迟到的生日祝福,马克思你是对的-读懂的人考研政治没问题了
SEOUL, South Korea — On May 5, 1818, in the southern German town of Trier, in the picturesque wine-growing region of the Moselle Valley, Karl Marx was born. At the time Trier was one-tenth the size it is today, with a population of around 12,000. According to one of Marx’s recent biographers, Jurgen Neffe, Trier is one of those towns where “although everyone doesn’t know everyone, many know a lot about many.”
韩国首尔——1818年5月5日,在德国南部小镇特里尔,风景如画的葡萄酒产区摩泽尔河谷,卡尔.马克思(Karl Marx)诞生了。当时的特里尔面积只有今天的十分之一大,人口约有1.2万。近期的一位马克思传记作家于尔根.内夫说,特里尔是那种“虽然不是每个人都彼此认识、但很多人彼此都非常熟悉”的小镇。
In 1837 Marx reneged on the legal career that his father, himself a lawyer, had mapped out for him and immersed himself instead in the speculative philosophy of G.W.F. Hegel at the University of Berlin.
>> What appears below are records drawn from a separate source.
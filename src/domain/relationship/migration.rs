// Copyright 2025 JiangLong.
//
// Licensed under the Apache License, Version 2.0 (the "License");
// you may not use this file except in compliance with the License.
// You may obtain a copy of the License at
//
//     http://www.apache.org/licenses/LICENSE-2.0
//
// Unless required by applicable law or agreed to in writing, software
// distributed under the License is distributed on an "AS IS" BASIS,
// WITHOUT WARRANTIES OR CONDITIONS OF ANY KIND, either express or implied.
// See the License for the specific language governing permissions and
// limitations under the License.

use super::store::RelationshipDocument;
use crate::domain::config::{AccessMode, CopyMethod, ServiceType};
use crate::shared::error::VolsyncError;
use k8s_openapi::apimachinery::pkg::api::resource::Quantity;
use serde::{Deserialize, Serialize};

/// State persisted for a migration relationship
#[derive(Debug, Clone, PartialEq, Serialize, Deserialize)]
#[serde(rename_all = "camelCase")]
pub struct MigrationPayload {
    #[serde(default, skip_serializing_if = "Option::is_none")]
    pub source: Option<MigrationSource>,
    pub destination: MigrationDestination,
}

#[derive(Debug, Clone, PartialEq, Serialize, Deserialize)]
#[serde(rename_all = "camelCase")]
pub struct MigrationSource {
    /// Volume to be migrated
    pub volume: String,
    /// Written by hand, see `MigrationPayload::write_to`
    #[serde(skip)]
    pub size: Option<Quantity>,
}

#[derive(Debug, Clone, PartialEq, Serialize, Deserialize)]
#[serde(rename_all = "camelCase")]
pub struct MigrationDestination {
    /// Cluster context name, empty for the current context
    pub cluster: String,
    pub namespace: String,
    pub pvc_name: String,
    /// Name of the ReplicationDestination object
    pub destination_object_name: String,
    /// Secret the destination publishes its SSH keys in
    #[serde(default, skip_serializing_if = "Option::is_none")]
    pub ssh_key_secret_name: Option<String>,
    pub copy_method: CopyMethod,
    #[serde(default)]
    pub access_modes: Vec<AccessMode>,
    /// Written by hand, see `MigrationPayload::write_to`
    #[serde(skip)]
    pub capacity: Option<Quantity>,
    #[serde(default, skip_serializing_if = "Option::is_none")]
    pub storage_class_name: Option<String>,
    pub service_type: ServiceType,
    #[serde(default, skip_serializing_if = "Option::is_none")]
    pub address: Option<String>,
    #[serde(default, skip_serializing_if = "Option::is_none")]
    pub port: Option<i32>,
    #[serde(default, skip_serializing_if = "Option::is_none")]
    pub ssh_keys: Option<String>,
}

impl MigrationDestination {
    /// True once the controller has published a reachable endpoint
    pub fn is_connected(&self) -> bool {
        self.address.is_some() && self.ssh_keys.is_some()
    }
}

impl MigrationPayload {
    pub fn write_to(&self, doc: &mut RelationshipDocument) -> Result<(), VolsyncError> {
        if let Some(source) = &self.source {
            doc.set("data.source", source)?;
            // Quantity has no exact encoding in the document, render it ourselves
            if let Some(size) = &source.size {
                doc.set("data.source.size", size.0.as_str())?;
            }
        }

        doc.set("data.destination", &self.destination)?;
        if let Some(capacity) = &self.destination.capacity {
            doc.set("data.destination.capacity", capacity.0.as_str())?;
        }

        Ok(())
    }

    pub fn read_from(doc: &RelationshipDocument) -> Result<Self, VolsyncError> {
        let source = match doc.get_as::<MigrationSource>("data.source")? {
            Some(mut source) => {
                source.size = doc.get_str("data.source.size").map(Quantity);
                Some(source)
            }
            None => None,
        };

        let mut destination: MigrationDestination =
            doc.get_as("data.destination")?.ok_or_else(|| {
                VolsyncError::config_error("migration relationship has no destination")
            })?;
        destination.capacity = doc.get_str("data.destination.capacity").map(Quantity);

        Ok(Self {
            source,
            destination,
        })
    }
}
One might say that it was all downhill from there. The deeply conservative Prussian government didn’t take kindly to such revolutionary thinking (Hegel’s philosophy advocated a rational liberal state), and by the start of the next decade Marx’s chosen career path as a university professor had been blocked.
1837年,马克思违背了律师父亲给他规划的法律事业,在柏林大学(University of Berlin)沉浸在G.W.F.黑格尔(G.W.F. Hegel)的思辨哲学中。有人可能会说,从那时开始,一切都在走下坡路。极端保守的普鲁士政府对这样的革命思想并不友好(黑格尔哲学倡导理性的自由主义国家),在接下来的十年里,马克思选择的大学教授的事业道路被阻断了。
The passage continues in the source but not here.